Brève sur Beckett avec Lacan, de Dominique Marin, par Anne Meunier

 

Brève à propos du livre : Beckett avec Lacan
de Dominique Marin, par Anne Meunier

 

L’insaisissable présent ne peut s’attraper par la parole, parole du discours intérieur dont témoigne l’écriture de Beckett. Lacan, à la même époque, n’a cessé, par l’impossible à dire le présent, de rendre raison de l’inconscient, de faire valoir les effets de la parole, cancer dont l’être est affecté. Aussi Dominique Marin nous invite-t-il à suivre, non pas ses fantasmes de psychanalyste sur Beckett, mais une étude approfondie de ce que l’œuvre de Beckett enseigne. Il met en évidence, avec Lacan, la singularité de ce savoir-faire avec le malheur d’être ravagé par le Verbe et le foisonnement des textes de Samuel Beckett qui se disait ravagé par ces paroles qu’on lui a collées.
Au-delà des éléments biographiques, au-delà de ce qu’il a pu évoquer de son analyse avec Bion et sans tomber dans le travers mimétique de Didier Anzieu, il eut été tentant de mettre en parallèle et même de superposer aux expressions de Beckett celles de Lacan.
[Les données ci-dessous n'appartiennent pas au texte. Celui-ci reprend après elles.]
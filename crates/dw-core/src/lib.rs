//! # dw-core
//!
//! Shared building blocks for the deposit/withdrawal aggregator: the registry of
//! supported exchanges, process configuration and the common error type.

pub mod config;
pub mod error;

pub use config::{Config, Credentials, ExchangeCredentials};
pub use error::{Error, Result};

use serde::{Deserialize, Serialize};

/// The supported exchanges.
///
/// Declaration order is the merge priority order: adapter output is combined
/// OKX first and Bitget last.
#[derive(Debug, Clone, Copy, PartialEq, Eq, PartialOrd, Ord, Hash, Serialize, Deserialize)]
pub enum ExchangeId {
  Okx,
  Binance,
  Bybit,
  Gate,
  Bitget,
}

impl ExchangeId {
  /// Every exchange, in merge priority order.
  pub const ALL: [ExchangeId; 5] =
    [ExchangeId::Okx, ExchangeId::Binance, ExchangeId::Bybit, ExchangeId::Gate, ExchangeId::Bitget];

  /// Canonical display name, as it appears in `ExchangeEntry::name`.
  pub fn display_name(&self) -> &'static str {
    match self {
      ExchangeId::Okx => "OKX",
      ExchangeId::Binance => "Binance",
      ExchangeId::Bybit => "Bybit",
      ExchangeId::Gate => "Gate.io",
      ExchangeId::Bitget => "Bitget",
    }
  }

  /// Lowercase identifier used for environment prefixes and file paths.
  pub fn slug(&self) -> &'static str {
    match self {
      ExchangeId::Okx => "okx",
      ExchangeId::Binance => "binance",
      ExchangeId::Bybit => "bybit",
      ExchangeId::Gate => "gate",
      ExchangeId::Bitget => "bitget",
    }
  }

  /// Production REST host.
  pub fn default_base_url(&self) -> &'static str {
    match self {
      ExchangeId::Okx => OKX_BASE_URL,
      ExchangeId::Binance => BINANCE_BASE_URL,
      ExchangeId::Bybit => BYBIT_BASE_URL,
      ExchangeId::Gate => GATE_BASE_URL,
      ExchangeId::Bitget => BITGET_BASE_URL,
    }
  }

  /// Path of the currency/network listing endpoint.
  pub fn currencies_path(&self) -> &'static str {
    match self {
      ExchangeId::Okx => "/api/v5/asset/currencies",
      ExchangeId::Binance => "/sapi/v1/capital/config/getall",
      ExchangeId::Bybit => "/v5/asset/coin/query-info",
      ExchangeId::Gate => "/api/v4/spot/currencies",
      ExchangeId::Bitget => "/api/v2/spot/public/coins",
    }
  }
}

impl std::fmt::Display for ExchangeId {
  fn fmt(&self, f: &mut std::fmt::Formatter<'_>) -> std::fmt::Result {
    write!(f, "{}", self.display_name())
  }
}

/// HTTP methods the signer understands.
#[derive(Debug, Clone, Copy, PartialEq, Eq, Hash)]
pub enum HttpMethod {
  Get,
  Post,
}

impl HttpMethod {
  pub fn as_str(&self) -> &'static str {
    match self {
      HttpMethod::Get => "GET",
      HttpMethod::Post => "POST",
    }
  }
}

impl std::fmt::Display for HttpMethod {
  fn fmt(&self, f: &mut std::fmt::Formatter<'_>) -> std::fmt::Result {
    f.write_str(self.as_str())
  }
}

/// Production hosts
pub const OKX_BASE_URL: &str = "https://www.okx.com";
pub const BINANCE_BASE_URL: &str = "https://api.binance.com";
pub const BYBIT_BASE_URL: &str = "https://api.bybit.com";
pub const GATE_BASE_URL: &str = "https://api.gateio.ws";
pub const BITGET_BASE_URL: &str = "https://api.bitget.com";

/// Per-request timeout when `API_TIMEOUT` is not set
pub const DEFAULT_TIMEOUT_MS: u64 = 15_000;

/// Bybit receive window sent with every signed request
pub const BYBIT_RECV_WINDOW: &str = "5000";

/// Scheduled collection period when `REFRESH_INTERVAL_SECS` is not set
pub const DEFAULT_REFRESH_INTERVAL_SECS: u64 = 3_600;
Puisque l’écrivain comme le psychanalyste rendent compte du vide, de la répétition, du souffle, du reste, du ratage, de la voix, du silence, de l’impossibilité de savoir, du moins que rien, de la soustraction du sens jusqu’à l’épuisement, de la jouissance vocalique, de ce qui échappe à la traque du verbe, etc.
En effet comment ne pas entendre la malédiction d’être né dans le « Ma naissance fut ma perte » de Beckett. Comment ne pas rapprocher le Cap au pire avec le ...Ou pire de Lacan, ou la question de la fin de l’analyse avec celle du « comment gagner la sortie » et celle de la poubellification, avec Fin de partie.
Dominique Marin propose un dialogue fécond à partir d’une pratique de la lettre qui converge avec l’usage de l’inconscient. Le mérite de ce livre dont le titre aurait pu être en forçant le propos, « Lacan pas sans Beckett », est de faire résonner l’enseignement de Lacan, lecteur et spectateur, avec le travail et la poésie du théâtre de celui auquel l’auteur donne la place de « partenaire muet de Lacan ».
Les références courtes aux textes de ces deux partenaires, « frères de lettres », fourmillent et donnent envie de les lire et relire. Dominique Marin jongle avec autant de facilité que de rigueur dans les développements clairs des concepts analytiques, en écho à cet Innommable si bien dit par le prix Nobel de littérature. Il nous incite ainsi à ouvrir l’œil et à tendre l’oreille du côté de toutes les disciplines qui, à l’instar de l’analyse, éclairent d’une manière impitoyable la nécessité de nous défaire de notre histoire et de nos avoirs.
S’il n’y a « peut être que des fausses routes », ainsi que l’évoquait Beckett avec Charles Juliet, Dominique Marin a pourtant trouvé « la mauvaise route » qui convenait pour dire ce que Beckett et Lacan lui ont soufflé.